Ökonomisch gesprochen kommen derzeit eine ganze Reihe an negativen Schocks zusammen. Die Schließung von Produktionsstätten erzeugt einen Angebotsschock. Aber auch nachfrageseitig gibt es Verwerfungen: Weil Menschen beispielsweise arbeitslos werden oder aufgrund von Kurzarbeit weniger verdienen, wird weniger nachgefragt. Auch die Ausgangssperren reduzieren die Nachfrage nach Konsumgütern.

Dass die Beschäftigung in diesem Umfeld vergleichsweise moderat zurückgeht, führen die Wifo-Experten auf die Kurzarbeit zurück. Würde es dieses Instrument nicht geben und würden nach dem Abbau von Überstunden alle überschüssigen Arbeitskräfte entlassen, wäre der Rückgang der Beschäftigung demnach um 2,5 Prozentpunkte höher.

Der von den Beschränkungen hart getroffene Dienstleistungssektor dürfte sich im dritten Quartal deutlich erholen. Freilich mit Ausnahmen: Denn Beschränkungen bei Großveranstaltungen und im Reiseverkehr dürften länger aufrecht bleiben als die Einschränkungen in anderen Sektoren. So erwarten die Wifo-Experten eine schleppende Erholung etwa in der Hotellerie und dabei vor allem im Städtetourismus, der stark auf ausländische Touristen, die mit dem Flugzeug anreisen, ausgerichtet ist.

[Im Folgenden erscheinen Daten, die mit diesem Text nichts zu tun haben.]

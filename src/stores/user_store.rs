use async_trait::async_trait;
use tokio::sync::RwLock;

use crate::errors::InternalError;
use crate::errors::internal::CredentialError;
use crate::types::db::{NewUser, UserRecord};

/// Account storage shared by the in-memory and file-backed variants
///
/// Emails are expected to be normalized by the caller; lookups still ignore
/// ASCII case so hand-edited user files behave.
#[async_trait]
pub trait UserStore: Send + Sync {
    /// Short name of the backend, for logs
    fn backend(&self) -> &'static str;

    async fn find_by_email(&self, email: &str) -> Result<Option<UserRecord>, InternalError>;

    /// Insert a new account, assigning the next id
    ///
    /// # Errors
    ///
    /// `CredentialError::DuplicateEmail` when the email is already registered.
    async fn create_user(&self, new_user: NewUser) -> Result<UserRecord, InternalError>;

    async fn count(&self) -> Result<usize, InternalError>;
}

/// Ordered account list with the insert rules both variants share
#[derive(Debug, Clone, Default)]
pub(crate) struct UserDirectory {
    users: Vec<UserRecord>,
}

impl UserDirectory {
    pub(crate) fn new(users: Vec<UserRecord>) -> Self {
        Self { users }
    }

    pub(crate) fn users(&self) -> &[UserRecord] {
        &self.users
    }

    pub(crate) fn find(&self, email: &str) -> Option<&UserRecord> {
        self.users.iter().find(|u| u.email.eq_ignore_ascii_case(email))
    }

    pub(crate) fn insert(&mut self, new_user: NewUser) -> Result<UserRecord, CredentialError> {
        if self.find(&new_user.email).is_some() {
            return Err(CredentialError::DuplicateEmail(new_user.email));
        }

        let id = self.users.iter().map(|u| u.id).max().unwrap_or(0) + 1;
        let record = UserRecord::from_new(id, new_user);
        self.users.push(record.clone());
        Ok(record)
    }

    /// Undo the most recent insert
    pub(crate) fn remove_last(&mut self) {
        self.users.pop();
    }
}

/// Process-lifetime store; accounts vanish on restart
pub struct MemoryUserStore {
    directory: RwLock<UserDirectory>,
}

impl MemoryUserStore {
    /// Store seeded with the demo account
    pub fn new() -> Self {
        Self::with_users(vec![UserRecord::demo()])
    }

    pub fn with_users(users: Vec<UserRecord>) -> Self {
        Self {
            directory: RwLock::new(UserDirectory::new(users)),
        }
    }
}

impl Default for MemoryUserStore {
    fn default() -> Self {
        Self::new()
    }
}

#[async_trait]
impl UserStore for MemoryUserStore {
    fn backend(&self) -> &'static str {
        "memory"
    }

    async fn find_by_email(&self, email: &str) -> Result<Option<UserRecord>, InternalError> {
        Ok(self.directory.read().await.find(email).cloned())
    }

    async fn create_user(&self, new_user: NewUser) -> Result<UserRecord, InternalError> {
        let record = self.directory.write().await.insert(new_user)?;
        tracing::debug!("Stored user {} in memory", record.id);
        Ok(record)
    }

    async fn count(&self) -> Result<usize, InternalError> {
        Ok(self.directory.read().await.users().len())
    }
}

Nach der Krise die Steuerreform

Wenn die reine Corona-Wirtschaftskrise einmal durchgestanden ist – laut Badelt könnte das im September oder Oktober der Fall sein –, sei es Zeit, sich Gedanken über ein wirtschaftspolitisches Gesamtkonzept inklusive Steuerreform zu machen, sagt der Wifo-Chef. Er spricht sich gegen voreilige steuerpolitische Maßnahmen aus.

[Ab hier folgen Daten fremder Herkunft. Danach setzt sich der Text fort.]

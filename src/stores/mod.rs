// Stores layer - Data access
pub mod catalog_store;
pub mod file_user_store;
pub mod user_store;

pub use catalog_store::CatalogStore;
pub use file_user_store::FileUserStore;
pub use user_store::{MemoryUserStore, UserStore};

Für Debatten über die Finanzierung der Corona-Maßnahmen sei es zu früh, man kenne den Finanzierungsbedarf noch nicht, sagte er in Richtung Vermögenssteuern. Auch sei es nicht sinnvoll, jetzt rasch in einzelnen Branchen die Umsatzsteuern zu senken. Allerdings wolle er angesichts der Corona-Krise nichts ausschließen.

Dass es Nachbesserungen beim Regierungsprogramm brauche, glaubt Badelt nicht. Denn nur weil die Klimathematik derzeit keine mediale Aufmerksamkeit bekommt, sei sie nichtsdestotrotz ein zentrales Zukunftsthema.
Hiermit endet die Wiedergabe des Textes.